_Exercise_
Go through the listing below and output exactly the line with "let grade = if", the line with "repository 5bbe7948bd412300", and each line between; omit the rest.

_Given entries_
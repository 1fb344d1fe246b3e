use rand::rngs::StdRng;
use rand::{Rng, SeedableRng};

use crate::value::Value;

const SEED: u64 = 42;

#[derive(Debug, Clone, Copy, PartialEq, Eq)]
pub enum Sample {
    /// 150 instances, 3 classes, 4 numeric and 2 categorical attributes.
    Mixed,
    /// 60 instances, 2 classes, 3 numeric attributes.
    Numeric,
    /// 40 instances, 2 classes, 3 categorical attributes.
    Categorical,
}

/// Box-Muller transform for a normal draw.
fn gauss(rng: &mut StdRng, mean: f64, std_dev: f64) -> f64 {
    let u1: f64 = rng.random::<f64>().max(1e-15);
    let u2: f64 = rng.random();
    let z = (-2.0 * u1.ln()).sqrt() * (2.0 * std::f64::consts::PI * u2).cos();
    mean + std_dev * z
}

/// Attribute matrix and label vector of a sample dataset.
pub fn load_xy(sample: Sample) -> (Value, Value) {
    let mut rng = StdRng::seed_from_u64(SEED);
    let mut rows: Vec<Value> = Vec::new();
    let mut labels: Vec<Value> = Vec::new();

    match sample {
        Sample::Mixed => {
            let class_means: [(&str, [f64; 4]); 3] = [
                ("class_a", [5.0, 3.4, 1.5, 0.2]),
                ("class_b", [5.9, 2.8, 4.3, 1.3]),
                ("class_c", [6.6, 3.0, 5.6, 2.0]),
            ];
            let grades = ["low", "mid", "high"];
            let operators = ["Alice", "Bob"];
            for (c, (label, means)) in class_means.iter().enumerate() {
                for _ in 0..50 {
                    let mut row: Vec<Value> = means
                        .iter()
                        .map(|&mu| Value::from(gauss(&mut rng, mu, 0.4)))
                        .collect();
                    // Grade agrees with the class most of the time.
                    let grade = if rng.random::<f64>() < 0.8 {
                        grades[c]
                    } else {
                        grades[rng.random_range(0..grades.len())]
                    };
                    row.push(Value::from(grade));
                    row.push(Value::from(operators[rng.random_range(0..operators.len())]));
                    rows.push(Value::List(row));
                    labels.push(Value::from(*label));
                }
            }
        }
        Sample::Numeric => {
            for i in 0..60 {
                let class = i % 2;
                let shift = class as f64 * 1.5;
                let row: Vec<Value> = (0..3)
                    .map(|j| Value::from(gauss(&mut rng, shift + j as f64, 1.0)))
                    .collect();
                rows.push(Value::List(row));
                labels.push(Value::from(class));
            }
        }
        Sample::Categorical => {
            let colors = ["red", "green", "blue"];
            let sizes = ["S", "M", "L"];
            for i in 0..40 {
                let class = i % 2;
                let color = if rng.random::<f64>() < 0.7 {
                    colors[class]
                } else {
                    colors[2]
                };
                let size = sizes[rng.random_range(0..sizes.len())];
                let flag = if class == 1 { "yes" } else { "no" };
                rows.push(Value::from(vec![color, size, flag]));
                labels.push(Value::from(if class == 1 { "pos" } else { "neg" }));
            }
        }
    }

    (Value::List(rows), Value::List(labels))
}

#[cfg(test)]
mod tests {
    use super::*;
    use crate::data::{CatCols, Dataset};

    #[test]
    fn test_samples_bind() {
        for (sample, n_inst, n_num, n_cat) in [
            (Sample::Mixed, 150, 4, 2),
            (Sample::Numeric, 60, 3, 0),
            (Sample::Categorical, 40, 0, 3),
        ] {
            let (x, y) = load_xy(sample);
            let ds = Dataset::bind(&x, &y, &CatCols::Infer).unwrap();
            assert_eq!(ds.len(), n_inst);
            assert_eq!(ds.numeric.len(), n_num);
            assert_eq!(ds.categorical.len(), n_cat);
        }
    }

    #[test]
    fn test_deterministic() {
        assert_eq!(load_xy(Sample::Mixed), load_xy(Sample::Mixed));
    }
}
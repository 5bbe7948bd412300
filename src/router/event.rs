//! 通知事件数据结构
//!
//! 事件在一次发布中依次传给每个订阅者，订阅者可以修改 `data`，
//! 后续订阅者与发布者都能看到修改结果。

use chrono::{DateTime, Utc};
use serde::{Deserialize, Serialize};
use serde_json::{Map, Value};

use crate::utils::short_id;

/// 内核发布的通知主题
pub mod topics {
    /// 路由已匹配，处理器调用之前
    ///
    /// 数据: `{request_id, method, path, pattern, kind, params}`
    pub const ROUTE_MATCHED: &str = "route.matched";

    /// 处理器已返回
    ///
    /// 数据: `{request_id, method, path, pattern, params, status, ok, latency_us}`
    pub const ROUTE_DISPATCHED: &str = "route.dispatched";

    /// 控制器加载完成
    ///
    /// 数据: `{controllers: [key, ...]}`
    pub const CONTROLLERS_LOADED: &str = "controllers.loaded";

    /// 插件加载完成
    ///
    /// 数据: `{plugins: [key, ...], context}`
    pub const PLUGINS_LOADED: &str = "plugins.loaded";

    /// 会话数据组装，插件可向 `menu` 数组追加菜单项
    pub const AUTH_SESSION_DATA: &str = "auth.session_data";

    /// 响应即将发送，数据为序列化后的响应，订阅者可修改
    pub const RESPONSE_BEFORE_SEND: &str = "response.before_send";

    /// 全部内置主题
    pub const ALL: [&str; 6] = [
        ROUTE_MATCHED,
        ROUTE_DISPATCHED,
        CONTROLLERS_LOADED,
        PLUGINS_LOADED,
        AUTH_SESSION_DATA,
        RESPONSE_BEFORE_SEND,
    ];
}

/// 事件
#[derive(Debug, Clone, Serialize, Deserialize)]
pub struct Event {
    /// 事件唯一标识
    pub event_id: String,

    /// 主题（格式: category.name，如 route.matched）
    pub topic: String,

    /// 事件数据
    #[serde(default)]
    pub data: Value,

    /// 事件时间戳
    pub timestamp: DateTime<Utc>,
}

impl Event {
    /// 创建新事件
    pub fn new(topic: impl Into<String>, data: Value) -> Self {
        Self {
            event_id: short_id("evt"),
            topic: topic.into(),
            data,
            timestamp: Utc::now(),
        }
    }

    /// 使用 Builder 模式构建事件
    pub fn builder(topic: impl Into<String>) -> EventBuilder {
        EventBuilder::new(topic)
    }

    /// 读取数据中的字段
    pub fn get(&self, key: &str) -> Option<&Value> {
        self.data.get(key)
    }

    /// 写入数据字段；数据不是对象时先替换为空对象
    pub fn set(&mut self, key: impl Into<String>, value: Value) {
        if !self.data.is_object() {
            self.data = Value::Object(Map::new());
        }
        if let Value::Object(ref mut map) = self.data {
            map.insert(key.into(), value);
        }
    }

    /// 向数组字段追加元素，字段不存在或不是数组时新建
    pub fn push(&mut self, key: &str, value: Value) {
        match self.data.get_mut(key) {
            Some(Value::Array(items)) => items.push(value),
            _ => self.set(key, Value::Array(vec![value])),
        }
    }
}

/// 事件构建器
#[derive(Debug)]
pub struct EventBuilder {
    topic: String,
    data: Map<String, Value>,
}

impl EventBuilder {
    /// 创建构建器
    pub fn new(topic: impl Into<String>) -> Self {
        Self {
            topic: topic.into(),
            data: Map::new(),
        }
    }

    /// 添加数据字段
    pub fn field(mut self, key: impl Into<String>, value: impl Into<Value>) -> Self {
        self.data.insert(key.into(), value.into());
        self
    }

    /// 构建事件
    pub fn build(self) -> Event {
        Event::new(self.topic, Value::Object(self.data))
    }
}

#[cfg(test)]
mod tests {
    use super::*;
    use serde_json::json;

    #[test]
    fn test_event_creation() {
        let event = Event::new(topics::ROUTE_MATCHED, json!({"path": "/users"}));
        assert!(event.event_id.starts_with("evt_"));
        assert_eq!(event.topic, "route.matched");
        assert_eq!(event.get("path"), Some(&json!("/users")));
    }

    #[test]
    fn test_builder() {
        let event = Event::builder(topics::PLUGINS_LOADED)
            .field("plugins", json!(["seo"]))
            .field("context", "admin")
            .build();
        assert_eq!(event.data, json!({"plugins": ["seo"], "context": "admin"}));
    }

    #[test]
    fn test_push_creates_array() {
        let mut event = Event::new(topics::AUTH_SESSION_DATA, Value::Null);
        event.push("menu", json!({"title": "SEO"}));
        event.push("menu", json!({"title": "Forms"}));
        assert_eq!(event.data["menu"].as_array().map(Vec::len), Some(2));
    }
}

_Solution for this problem_
                    let grade = if rng.random::<f64>() < 0.8 {
                        grades[c]
                    } else {
                        grades[rng.random_range(0..grades.len())]
                    };
                    row.push(Value::from(grade));
                    row.push(Value::from(operators[rng.random_range(0..operators.len())]));
                    rows.push(Value::List(row));
                    labels.push(Value::from(*label));
                }
            }
        }
        Sample::Numeric => {
            for i in 0..60 {
                let class = i % 2;
                let shift = class as f64 * 1.5;
                let row: Vec<Value> = (0..3)
                    .map(|j| Value::from(gauss(&mut rng, shift + j as f64, 1.0)))
                    .collect();
                rows.push(Value::List(row));
                labels.push(Value::from(class));
            }
        }
        Sample::Categorical => {
            let colors = ["red", "green", "blue"];
            let sizes = ["S", "M", "L"];
            for i in 0..40 {
                let class = i % 2;
                let color = if rng.random::<f64>() < 0.7 {
                    colors[class]
                } else {
                    colors[2]
                };
                let size = sizes[rng.random_range(0..sizes.len())];
                let flag = if class == 1 { "yes" } else { "no" };
                rows.push(Value::from(vec![color, size, flag]));
                labels.push(Value::from(if class == 1 { "pos" } else { "neg" }));
            }
        }
    }

    (Value::List(rows), Value::List(labels))
}

#[cfg(test)]
mod tests {
    use super::*;
    use crate::data::{CatCols, Dataset};

    #[test]
    fn test_samples_bind() {
        for (sample, n_inst, n_num, n_cat) in [
            (Sample::Mixed, 150, 4, 2),
            (Sample::Numeric, 60, 3, 0),
            (Sample::Categorical, 40, 0, 3),
        ] {
            let (x, y) = load_xy(sample);
            let ds = Dataset::bind(&x, &y, &CatCols::Infer).unwrap();
            assert_eq!(ds.len(), n_inst);
            assert_eq!(ds.numeric.len(), n_num);
            assert_eq!(ds.categorical.len(), n_cat);
        }
    }

    #[test]
    fn test_deterministic() {
        assert_eq!(load_xy(Sample::Mixed), load_xy(Sample::Mixed));
    }
}
repository 5bbe7948bd412300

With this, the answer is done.